Provided data:
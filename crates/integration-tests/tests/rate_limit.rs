//! Integration tests for per-IP rate limiting.
//!
//! These tests require:
//! - A running `PostgreSQL` database with migrations applied
//! - The API server running (cargo run -p grow-smart-api)
//!
//! Run with: cargo test -p grow-smart-integration-tests -- --ignored

use reqwest::StatusCode;
use serde_json::json;

use grow_smart_integration_tests::TestContext;

#[tokio::test]
#[ignore = "Requires running API server and database"]
async fn test_general_api_is_rate_limited() {
    let ctx = TestContext::new().await;

    // The relaxed limiter allows a burst of 50; a quick run past that
    // must start answering 429 for this client IP
    let mut saw_limit = false;
    for _ in 0..60 {
        let resp = ctx
            .client
            .get(format!("{}/api/schemes", ctx.api_url))
            .send()
            .await
            .expect("Failed to request schemes");
        if resp.status() == StatusCode::TOO_MANY_REQUESTS {
            saw_limit = true;
            break;
        }
        assert_eq!(resp.status(), StatusCode::OK);
    }

    assert!(saw_limit, "no request was rate limited within the burst");
}

#[tokio::test]
#[ignore = "Requires running API server and database"]
async fn test_auth_limiter_is_stricter() {
    let ctx = TestContext::new().await;

    // The auth limiter bursts at 5; the send endpoint must cut off well
    // before the general API would
    let mut saw_limit = false;
    for _ in 0..10 {
        let resp = ctx
            .client
            .post(format!("{}/api/auth/otp/send", ctx.api_url))
            .json(&json!({ "email": "not-an-email" }))
            .send()
            .await
            .expect("Failed to send OTP request");
        if resp.status() == StatusCode::TOO_MANY_REQUESTS {
            saw_limit = true;
            break;
        }
        assert_eq!(resp.status(), StatusCode::BAD_REQUEST);
    }

    assert!(saw_limit, "no auth request was rate limited within the burst");
}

Assignment:
Only the lines holding "send" are wanted, so copy each of them from the material.

Response below:
            .send()
    // The auth limiter bursts at 5; the send endpoint must cut off well
            .post(format!("{}/api/auth/otp/send", ctx.api_url))
            .send()
            .expect("Failed to send OTP request");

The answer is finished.